• PROBLEM DESCRIPTION:
In full and without alteration, write out the data below.

• Stored data:
▼

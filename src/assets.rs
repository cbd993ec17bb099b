//! Garment asset store: one preloaded raster per view label.

use crate::{classifier::ViewLabel, config::AssetConfig, Error, Result};
use image::RgbaImage;
use log::{info, warn};
use std::{collections::HashMap, path::Path, sync::Arc};

/// A loaded garment view; immutable once built
#[derive(Debug, Clone)]
pub struct GarmentAsset {
    view: ViewLabel,
    raster: Arc<RgbaImage>,
}

impl GarmentAsset {
    /// Wrap a decoded raster.
    ///
    /// # Errors
    ///
    /// Returns `AssetError` for an empty raster.
    pub fn new(view: ViewLabel, raster: RgbaImage) -> Result<Self> {
        if raster.width() == 0 || raster.height() == 0 {
            return Err(Error::AssetError(format!("{view} asset has no pixels")));
        }
        Ok(Self {
            view,
            raster: Arc::new(raster),
        })
    }

    #[must_use]
    pub fn view(&self) -> ViewLabel {
        self.view
    }

    #[must_use]
    pub fn raster(&self) -> &RgbaImage {
        &self.raster
    }

    #[must_use]
    pub fn pixel_width(&self) -> u32 {
        self.raster.width()
    }

    #[must_use]
    pub fn pixel_height(&self) -> u32 {
        self.raster.height()
    }
}

/// View label to asset map, shared read-only across ticks
#[derive(Debug, Clone, Default)]
pub struct GarmentAssets {
    assets: HashMap<ViewLabel, GarmentAsset>,
}

impl GarmentAssets {
    #[must_use]
    pub fn new() -> Self {
        Self::default()
    }

    /// Add or replace the asset for its view
    pub fn insert(&mut self, asset: GarmentAsset) {
        self.assets.insert(asset.view(), asset);
    }

    /// Asset for `view`, `None` while it is not loaded
    #[must_use]
    pub fn get(&self, view: ViewLabel) -> Option<&GarmentAsset> {
        self.assets.get(&view)
    }

    #[must_use]
    pub fn len(&self) -> usize {
        self.assets.len()
    }

    #[must_use]
    pub fn is_empty(&self) -> bool {
        self.assets.is_empty()
    }

    /// Views with no asset yet
    #[must_use]
    pub fn missing(&self) -> Vec<ViewLabel> {
        ViewLabel::ALL
            .into_iter()
            .filter(|view| !self.assets.contains_key(view))
            .collect()
    }

    /// Load every configured view file from disk.
    ///
    /// A file that is missing or fails to decode leaves that view not ready.
    ///
    /// # Errors
    ///
    /// Returns `AssetError` when no view could be loaded at all.
    pub fn load_dir(config: &AssetConfig) -> Result<Self> {
        let mut assets = Self::new();
        for (view, file) in [
            (ViewLabel::Front, &config.front),
            (ViewLabel::Back, &config.back),
            (ViewLabel::Left, &config.left),
            (ViewLabel::Right, &config.right),
        ] {
            let path = config.directory.join(file);
            match load_raster(&path).and_then(|raster| GarmentAsset::new(view, raster)) {
                Ok(asset) => {
                    info!(
                        "Loaded {} asset {} ({}x{})",
                        view,
                        path.display(),
                        asset.pixel_width(),
                        asset.pixel_height()
                    );
                    assets.insert(asset);
                }
                Err(e) => warn!("{} asset unavailable: {}", view, e),
            }
        }

        if assets.is_empty() {
            return Err(Error::AssetError(format!(
                "No garment assets found in {}",
                config.directory.display()
            )));
        }
        Ok(assets)
    }

    /// [`GarmentAssets::load_dir`] on the blocking thread pool
    pub async fn load_dir_async(config: AssetConfig) -> Result<Self> {
        tokio::task::spawn_blocking(move || Self::load_dir(&config))
            .await
            .map_err(|e| Error::AssetError(format!("Asset loader task failed: {e}")))?
    }
}

fn load_raster(path: &Path) -> Result<RgbaImage> {
    Ok(image::open(path)?.to_rgba8())
}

▲

• REPLY:
filename src/assets.rs
repository cbd993ec17bb099b
//! Garment asset store: one preloaded raster per view label.

use crate::{classifier::ViewLabel, config::AssetConfig, Error, Result};
use image::RgbaImage;
use log::{info, warn};
use std::{collections::HashMap, path::Path, sync::Arc};

/// A loaded garment view; immutable once built
#[derive(Debug, Clone)]
pub struct GarmentAsset {
    view: ViewLabel,
    raster: Arc<RgbaImage>,
}

impl GarmentAsset {
    /// Wrap a decoded raster.
    ///
    /// # Errors
    ///
    /// Returns `AssetError` for an empty raster.
    pub fn new(view: ViewLabel, raster: RgbaImage) -> Result<Self> {
        if raster.width() == 0 || raster.height() == 0 {
            return Err(Error::AssetError(format!("{view} asset has no pixels")));
        }
        Ok(Self {
            view,
            raster: Arc::new(raster),
        })
    }

    #[must_use]
    pub fn view(&self) -> ViewLabel {
        self.view
    }

    #[must_use]
    pub fn raster(&self) -> &RgbaImage {
        &self.raster
    }

    #[must_use]
    pub fn pixel_width(&self) -> u32 {
        self.raster.width()
    }

    #[must_use]
    pub fn pixel_height(&self) -> u32 {
        self.raster.height()
    }
}

/// View label to asset map, shared read-only across ticks
#[derive(Debug, Clone, Default)]
pub struct GarmentAssets {
    assets: HashMap<ViewLabel, GarmentAsset>,
}

impl GarmentAssets {
    #[must_use]
    pub fn new() -> Self {
        Self::default()
    }

    /// Add or replace the asset for its view
    pub fn insert(&mut self, asset: GarmentAsset) {
        self.assets.insert(asset.view(), asset);
    }

    /// Asset for `view`, `None` while it is not loaded
    #[must_use]
    pub fn get(&self, view: ViewLabel) -> Option<&GarmentAsset> {
        self.assets.get(&view)
    }

    #[must_use]
    pub fn len(&self) -> usize {
        self.assets.len()
    }

    #[must_use]
    pub fn is_empty(&self) -> bool {
        self.assets.is_empty()
    }

    /// Views with no asset yet
    #[must_use]
    pub fn missing(&self) -> Vec<ViewLabel> {
        ViewLabel::ALL
            .into_iter()
            .filter(|view| !self.assets.contains_key(view))
            .collect()
    }

    /// Load every configured view file from disk.
    ///
    /// A file that is missing or fails to decode leaves that view not ready.
    ///
    /// # Errors
    ///
    /// Returns `AssetError` when no view could be loaded at all.
    pub fn load_dir(config: &AssetConfig) -> Result<Self> {
        let mut assets = Self::new();
        for (view, file) in [
            (ViewLabel::Front, &config.front),
            (ViewLabel::Back, &config.back),
            (ViewLabel::Left, &config.left),
            (ViewLabel::Right, &config.right),
        ] {
            let path = config.directory.join(file);
            match load_raster(&path).and_then(|raster| GarmentAsset::new(view, raster)) {
                Ok(asset) => {
                    info!(
                        "Loaded {} asset {} ({}x{})",
                        view,
                        path.display(),
                        asset.pixel_width(),
                        asset.pixel_height()
                    );
                    assets.insert(asset);
                }
                Err(e) => warn!("{} asset unavailable: {}", view, e),
            }
        }

        if assets.is_empty() {
            return Err(Error::AssetError(format!(
                "No garment assets found in {}",
                config.directory.display()
            )));
        }
        Ok(assets)
    }

    /// [`GarmentAssets::load_dir`] on the blocking thread pool
    pub async fn load_dir_async(config: AssetConfig) -> Result<Self> {
        tokio::task::spawn_blocking(move || Self::load_dir(&config))
            .await
            .map_err(|e| Error::AssetError(format!("Asset loader task failed: {e}")))?
    }
}

fn load_raster(path: &Path) -> Result<RgbaImage> {
    Ok(image::open(path)?.to_rgba8())
}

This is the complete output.